MINNEAPOLIS — Dr. Willie Garrett  is the president of the Minnesota Association of Black Psychologists, a mental health association founded in 1987.

"One of my interests is to not only help to enhance the practice of psychologists of color but rural psychologists because we deal with the same things," he said.

But now, Dr. Garrett is raising awareness to what he calls a “looming crisis” — a shortage of Black mental health therapists in Minnesota.

"There's so few of us in the state compared to the population, and we’re losing more people as time goes on," he said. "We have a small Black population that won’t produce a Black psychologist population and the students that come to study, usually go back home to warmer states," he added.

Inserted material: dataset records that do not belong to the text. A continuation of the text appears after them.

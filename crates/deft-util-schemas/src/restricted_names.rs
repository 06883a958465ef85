//! Package name validation.

#[derive(Clone, Debug, PartialEq, Eq, thiserror::Error)]
pub enum NameError {
    #[error("package name cannot be empty")]
    Empty,
    #[error("package name `{0}` must start with an ASCII letter")]
    BadStart(String),
    #[error(
        "package name `{0}` contains an invalid character; only ASCII letters, digits, `.`, `_`, and `-` are allowed"
    )]
    BadChar(String),
}

/// Validates a package name against the `[A-Za-z][A-Za-z0-9._-]*` grammar.
pub fn validate_package_name(name: &str) -> Result<(), NameError> {
    let mut chars = name.chars();
    let first = chars.next().ok_or(NameError::Empty)?;
    if !first.is_ascii_alphabetic() {
        return Err(NameError::BadStart(name.to_string()));
    }
    if !chars.all(|c| c.is_ascii_alphanumeric() || matches!(c, '.' | '_' | '-')) {
        return Err(NameError::BadChar(name.to_string()));
    }
    Ok(())
}

#[cfg(test)]
mod tests {
    use super::*;

    #[test]
    fn accepts_valid_names() {
        for name in ["x", "X", "x-y", "x---", "a123", "a.test"] {
            assert!(validate_package_name(name).is_ok(), "expected {name} to be valid");
        }
    }

    #[test]
    fn rejects_invalid_names() {
        for name in ["", "-x", "0foo", "abc%"] {
            assert!(validate_package_name(name).is_err(), "expected {name} to be invalid");
        }
    }

    #[test]
    fn reports_the_offending_name() {
        let err = validate_package_name("0foo").unwrap_err();
        assert!(err.to_string().contains("0foo"));
        let err = validate_package_name("abc%").unwrap_err();
        assert!(err.to_string().contains("abc%"));
    }
}
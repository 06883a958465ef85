//! Catalog interface: the registry of packages and releases
//! the resolver consults.

use std::collections::HashMap;

use tracing::debug;

use super::dep::Dep;
use super::release::Release;
use super::version::{compatible, Version};
use crate::util::error::DeftError;

/// Sort key giving releases of one package a deterministic ascending
/// order even though `Version` is only a partial order: numeric releases
/// sort by `(major, minor, patch)` before any branch release, which sorts
/// by identifier.
fn version_sort_key(v: &Version) -> (u8, u64, u64, u64, &str) {
    match v {
        Version::Numeric(n) => (0, n.major, n.minor, n.patch, ""),
        Version::Branch(b) => (1, 0, 0, 0, b.as_str()),
    }
}

/// Lookup by package name, as required by the resolver.
pub trait Catalog {
    /// All releases of `name`, ascending by version. Empty if `name` is
    /// unknown to the catalog.
    fn releases(&self, name: &str) -> Vec<&Release>;

    /// The release of `name` at exactly `version`, if any.
    fn release(&self, name: &str, version: &Version) -> Option<&Release>;

    /// Checks the catalog-level invariant: every
    /// prod-dep of every release names a package present in the catalog
    /// with at least one release whose version is `>=` the constraint and
    /// whose major matches. Dev-deps are exempt.
    fn validate(&self) -> Result<(), DeftError>;
}

/// A simple catalog backed by an in-memory map, for embedding a real
/// catalog loaded elsewhere or for tests.
#[derive(Default)]
pub struct InMemoryCatalog {
    releases: HashMap<String, Vec<Release>>,
}

impl InMemoryCatalog {
    pub fn new() -> Self {
        Self::default()
    }

    pub fn insert(&mut self, release: Release) -> &mut Self {
        self.releases
            .entry(release.name().to_string())
            .or_default()
            .push(release);
        self
    }

    fn satisfies(&self, dep: &Dep) -> bool {
        self.releases(dep.name())
            .into_iter()
            .any(|r| compatible(r.version(), dep.version()) && r.version() >= dep.version())
    }
}

impl Catalog for InMemoryCatalog {
    fn releases(&self, name: &str) -> Vec<&Release> {
        let mut out: Vec<&Release> = self
            .releases
            .get(name)
            .map(|v| v.iter().collect())
            .unwrap_or_default();
        out.sort_by(|a, b| version_sort_key(a.version()).partial_cmp(&version_sort_key(b.version())).unwrap());
        out
    }

    fn release(&self, name: &str, version: &Version) -> Option<&Release> {
        self.releases.get(name)?.iter().find(|r| r.version() == version)
    }

    fn validate(&self) -> Result<(), DeftError> {
        for releases in self.releases.values() {
            for release in releases {
                for dep in release.prod_deps() {
                    if !self.satisfies(dep) {
                        debug!(
                            release = %release.name(),
                            release_version = %release.version(),
                            dep = %dep,
                            "catalog invariant violated"
                        );
                        return Err(DeftError::workspace(format!(
                            "catalog invariant violated: `{}@{}` depends on `{}`, \
                             but no release of `{}` satisfies it",
                            release.name(),
                            release.version(),
                            dep,
                            dep.name(),
                        )));
                    }
                }
            }
        }
        Ok(())
    }
}

#[cfg(test)]
mod tests {
    use super::*;
    use crate::core::release::SourceDescriptor;
    use std::collections::HashSet;

    fn release(name: &str, version: &str, prod_deps: &[&str]) -> Release {
        let deps: HashSet<Dep> = prod_deps.iter().map(|d| d.parse().unwrap()).collect();
        Release::new(
            name,
            version.parse().unwrap(),
            deps,
            HashSet::new(),
            SourceDescriptor::Archive {
                url: format!("https://example.com/{name}.tar.gz"),
            },
        )
    }

    #[test]
    fn releases_are_ascending() {
        let mut cat = InMemoryCatalog::new();
        cat.insert(release("foo", "1.0.2", &[]));
        cat.insert(release("foo", "1.0.0", &[]));
        cat.insert(release("foo", "1.1.0", &[]));
        let versions: Vec<String> = cat.releases("foo").iter().map(|r| r.version().to_string()).collect();
        assert_eq!(versions, vec!["1.0.0", "1.0.2", "1.1.0"]);
    }

    #[test]
    fn validate_passes_for_well_formed_catalog() {
        let mut cat = InMemoryCatalog::new();
        cat.insert(release("a", "1.0.0", &["b@1.0"]));
        cat.insert(release("b", "1.0.0", &[]));
        assert!(cat.validate().is_ok());
    }

    #[test]
    fn validate_fails_on_missing_dependency() {
        let mut cat = InMemoryCatalog::new();
        cat.insert(release("a", "1.0.0", &["b@1.0"]));
        assert!(cat.validate().is_err());
    }

    #[test]
    fn validate_fails_on_major_mismatch() {
        let mut cat = InMemoryCatalog::new();
        cat.insert(release("a", "1.0.0", &["b@2.0"]));
        cat.insert(release("b", "1.0.0", &[]));
        assert!(cat.validate().is_err());
    }

    #[test]
    fn validate_ignores_dev_deps() {
        let mut cat = InMemoryCatalog::new();
        let deps: HashSet<Dep> = ["b@1.0".parse().unwrap()].into_iter().collect();
        cat.insert(Release::new(
            "a",
            "1.0.0".parse().unwrap(),
            HashSet::new(),
            deps,
            SourceDescriptor::Archive {
                url: "https://example.com/a.tar.gz".into(),
            },
        ));
        assert!(cat.validate().is_ok());
    }
}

As people across the country experienced a so-called “perfect storm” of collective distress — the presidential election, COVID-19 and the aftermath of George Floyd’s murder in 2020 — the need for mental health professionals in Black and brown communities grew.

"It's had a dramatic impact; 2020 was an unprecedented year," he said. "We are still having issues in 2022, so people are totally overwhelmed. Children are struggling.”

According to the American Psychological Association, recent data shows the overall U.S. psychology workforce was 4 % Black/African American.

Dr. Garrett says although there are some culturally competent white mental health professionals, there may not be enough to have an impact on the needs of communities of color.

In addition, he says there is a lack of African American specialists in such services as autism, forensic psychological evaluations, dialectical behavior therapy, LGBTQ, personnel and industrial-organizational psychology, alcohol and drug, trauma recovery and a particular shortage is in child therapy.

He says the solution lies in recruitment.

“We don’t have the population to generate enough psychologists here, so we have to recruit more psychologists, already licensed, and recruit more students," he said.